On May 26th, 52 countries witnessed “March Against Monsanto” protests. Genetically modified food is sold in the U.S. without labeling, even though 61 countries in the world require labeling and 19 countries (including Italy, Austria, France and the UK) have outright or partial bans against genetically modified foods and crops.

I believe I have the right to know what I’m buying and eating (organic dairy farmer – surprise surprise).  As a poli sci geek, I’m not new to being politically active. That said, I’ve never actually taken place in a protest march. I had a host of excuses for why I couldn’t go. But of course I found myself rolling out of bed at 6am on a Saturday morning to drive to Eau Claire and take part.

My mom, my sister Erika, and the little brothers Danny and Baby John went as well. Mom wasn’t sure if we should force Danny and Baby John to take part in a protest march. I pointed out that when you’re only 4-years old and a 1-year you don’t get a choice about anything period. So the poor guys were exploited.

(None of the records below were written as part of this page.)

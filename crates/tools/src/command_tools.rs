//! `run_command`: one sandboxed shell command per call.

use crate::error::ToolError;
use crate::finish::{FinishRecord, FinishSlot};
use crate::process::{run_shell, ProcessSpec};
use crate::traits::{Tool, ToolResult};
use async_trait::async_trait;
use capflow_core::{ApprovalRequest, EngineError, ResultCode, RunContext, RunEvent};
use capflow_policy::{
    assess_command_risk, check_command_boundary, detect_artifact_candidates,
    final_artifact_operation, resolve_within_workspace,
};
use serde::Deserialize;
use serde_json::json;
use std::path::PathBuf;
use std::sync::atomic::{AtomicU32, Ordering};
use std::sync::Arc;

#[derive(Debug, Clone)]
pub struct CommandToolConfig {
    pub task_id: String,
    /// Canonical workspace root.
    pub workspace_root: PathBuf,
    /// Directory commands run in when the model passes no `cwd`.
    pub default_cwd: PathBuf,
    pub command_timeout_ms: u64,
    pub max_output_bytes: usize,
}

#[derive(Deserialize)]
struct RunCommandInput {
    command: String,
    #[serde(default)]
    cwd: Option<String>,
    #[serde(default)]
    timeout_ms: Option<u64>,
}

pub struct RunCommandTool {
    config: CommandToolConfig,
    steps: Arc<AtomicU32>,
    finish: FinishSlot,
}

impl RunCommandTool {
    pub fn new(config: CommandToolConfig, finish: FinishSlot) -> Self {
        Self {
            config,
            steps: Arc::new(AtomicU32::new(0)),
            finish,
        }
    }

    pub fn steps_taken(&self) -> u32 {
        self.steps.load(Ordering::SeqCst)
    }

    fn step_error(&self, ctx: &RunContext, step: u32, command: &str, code: ResultCode, error: &str) {
        ctx.emit(RunEvent::CommandStepError {
            task_id: self.config.task_id.clone(),
            step,
            command: command.to_string(),
            code,
            error: error.to_string(),
        });
    }

    fn resolve_cwd(&self, raw: Option<&str>) -> Result<PathBuf, ToolError> {
        let cwd = match raw.map(str::trim).filter(|s| !s.is_empty()) {
            Some(raw) => resolve_within_workspace(
                &self.config.workspace_root,
                &self.config.default_cwd,
                raw,
            )?,
            None => resolve_within_workspace(&self.config.workspace_root, &self.config.default_cwd, ".")?,
        };
        if !cwd.is_dir() {
            return Err(ToolError::Validation(format!(
                "Working directory does not exist: {}",
                cwd.display()
            )));
        }
        Ok(cwd)
    }
}

#[async_trait]
impl Tool for RunCommandTool {
    fn name(&self) -> &'static str {
        "run_command"
    }

    fn description(&self) -> &'static str {
        "Run one shell command inside the workspace. Paths must stay inside the workspace; risky commands need user approval."
    }

    fn schema(&self) -> serde_json::Value {
        json!({
            "type": "object",
            "properties": {
                "command": {"type": "string", "description": "Shell command line"},
                "cwd": {"type": "string", "description": "Working directory relative to the workspace"},
                "timeout_ms": {"type": "integer", "description": "Per-command timeout in milliseconds, capped at the configured limit"}
            },
            "required": ["command"]
        })
    }

    async fn execute(&self, ctx: &RunContext, args: serde_json::Value) -> Result<ToolResult, ToolError> {
        ctx.ensure_active()?;
        let input: RunCommandInput = serde_json::from_value(args)?;
        let command = input.command.trim().to_string();
        if command.is_empty() {
            return Err(ToolError::Validation("Empty command".into()));
        }

        let step = self.steps.fetch_add(1, Ordering::SeqCst) + 1;
        let task_id = self.config.task_id.as_str();

        let cwd = match self.resolve_cwd(input.cwd.as_deref()) {
            Ok(cwd) => cwd,
            Err(e) => {
                self.step_error(ctx, step, &command, e.code(), &e.to_string());
                return Err(e);
            }
        };

        let boundary = check_command_boundary(&command, &self.config.workspace_root);
        if !boundary.ok {
            let reason = boundary
                .reason
                .unwrap_or_else(|| "Command escapes the workspace".to_string());
            tracing::warn!(%command, %reason, "Command rejected by boundary check");
            self.step_error(ctx, step, &command, ResultCode::Failed, &reason);
            return Err(ToolError::Sandbox(reason));
        }

        let risk = assess_command_risk(&command);
        if risk.level.requires_approval() {
            let decision = ctx
                .request_approval(
                    task_id,
                    ApprovalRequest {
                        command: command.clone(),
                        risk_level: risk.level,
                        reason: risk.reason.clone(),
                    },
                )
                .await?;
            if !decision.approved {
                let reason = decision
                    .reason
                    .unwrap_or_else(|| "Command was not approved".to_string());
                tracing::warn!(%command, %reason, "Command denied");
                self.step_error(ctx, step, &command, ResultCode::ApprovalDenied, &reason);
                self.finish.set(FinishRecord {
                    success: false,
                    summary: format!("Command not approved: {} ({})", command, reason),
                    result_code: ResultCode::ApprovalDenied,
                });
                return Ok(ToolResult::failure(
                    ResultCode::ApprovalDenied,
                    reason,
                    json!({ "step": step, "command": command }),
                ));
            }
        }

        // Remember what existed so artifacts can be told apart afterwards.
        let candidates: Vec<_> = detect_artifact_candidates(&command)
            .into_iter()
            .filter_map(|candidate| {
                resolve_within_workspace(&self.config.workspace_root, &cwd, &candidate.raw_path)
                    .ok()
                    .map(|path| {
                        let existed = path.exists();
                        (candidate, path, existed)
                    })
            })
            .collect();

        ctx.emit(RunEvent::CommandStepStarted {
            task_id: task_id.to_string(),
            step,
            command: command.clone(),
            cwd: cwd.display().to_string(),
            risk: risk.level,
        });
        tracing::info!(%command, cwd = %cwd.display(), step, "Running command");

        let spec = ProcessSpec {
            command: command.clone(),
            cwd: cwd.clone(),
            timeout_ms: input
                .timeout_ms
                .map_or(self.config.command_timeout_ms, |t| t.min(self.config.command_timeout_ms)),
            max_output_bytes: self.config.max_output_bytes,
        };
        let output = tokio::select! {
            biased;
            _ = ctx.cancellation_token().cancelled() => {
                return Err(ToolError::Engine(EngineError::Cancelled));
            }
            result = run_shell(&spec) => match result {
                Ok(output) => output,
                Err(e) => {
                    self.step_error(ctx, step, &command, e.code(), &e.to_string());
                    return Err(e);
                }
            },
        };

        ctx.emit(RunEvent::CommandStepResult {
            task_id: task_id.to_string(),
            step,
            exit_code: output.exit_code,
            stdout: output.stdout.clone(),
            stderr: output.stderr.clone(),
            timed_out: output.timed_out,
            truncated: output.truncated,
            duration_ms: output.duration_ms,
        });

        let mut artifacts = Vec::new();
        for (candidate, path, existed) in &candidates {
            if !path.exists() {
                continue;
            }
            if let Some(operation) = final_artifact_operation(candidate, *existed) {
                ctx.emit(RunEvent::FileArtifact {
                    task_id: task_id.to_string(),
                    path: path.display().to_string(),
                    operation,
                });
                artifacts.push(json!({ "path": path.display().to_string(), "operation": operation }));
            }
        }

        let body = json!({
            "step": step,
            "exitCode": output.exit_code,
            "stdout": output.stdout,
            "stderr": output.stderr,
            "timedOut": output.timed_out,
            "truncated": output.truncated,
            "durationMs": output.duration_ms,
            "artifacts": artifacts,
        });
        if output.succeeded() {
            Ok(ToolResult::ok(body))
        } else if output.timed_out {
            Ok(ToolResult::failure(ResultCode::Failed, "Command timed out", body))
        } else {
            Ok(ToolResult::failure(
                ResultCode::Failed,
                format!("Command exited with status {:?}", output.exit_code),
                body,
            ))
        }
    }
}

The Facebook group said to meet outside the courthouse in Eau Claire. We did and got a picture with the official banner.

angry about monsant

We hung out for a while as we waited for people to show up. Community members made signs, chatted, and ran after crazy little boys (Oh, wait, that was me…). Danny began to enjoy his exploitation and starting posing from a pillar…scaring my mom, and inspiring Baby John and another little boy to try their hand at hurting themselves.

danny on pillar

Not a science experiment? “Let’s see how close to the edge we can get without falling.”

I finally had to join to supervise.

No fear.

No fear.

The little boys were getting tired of waiting for the march to start. Then a lady tried to make Baby John be a butterfly and made him cry. She tried to get Danny to be a butterfly but he told her – “NO! I’m a cowboy! See?! I have cowboy boots!” and ran away.

Baby John gets his wings

Baby John gets his wings

We finally started marching! I was impressed to see over 100 people joined the march. That is lot for a city the size of Eau Claire. It was readily apparent that we were passionate but inexperienced activists. We were not sure how to react to traffic lights. Our parade of people was separated a few times when half stopped at a red light and the other half did not. On the whole we were a pretty happy crowd. We tried chanting, but as we seemed to be mostly polite Midwesterners, our chanting died away pretty quickly. We did, however, say hello and good afternoon to all the people we met.

baby john and I begin to march

People were pretty creative with their outfits. There were also some tambourines  to cheer us along. One young man decided to burn sage the whole way. It was a great creative gesture, but it didn’t smell that great.

We didn't get the memo to dress as bees.

We didn’t get the memo to dress as bees.

We marched around for a bit and then made our way to a park. Almost. Danny had enough of the march early on so Erika had to take him back to the truck. She then made sure to drive past us several times honking encouragingly while Danny waved out the window. Yes, we bring our own crowds.

The finish line was in sight when Baby John decided to throw in the towel. He collapsed on a lawn in a puddle of tears.

Baby John at his first and last protest march.

Baby John at his first and last protest march.

Having done our best, we drove to the Just Local Food Co-op and got him a cookie.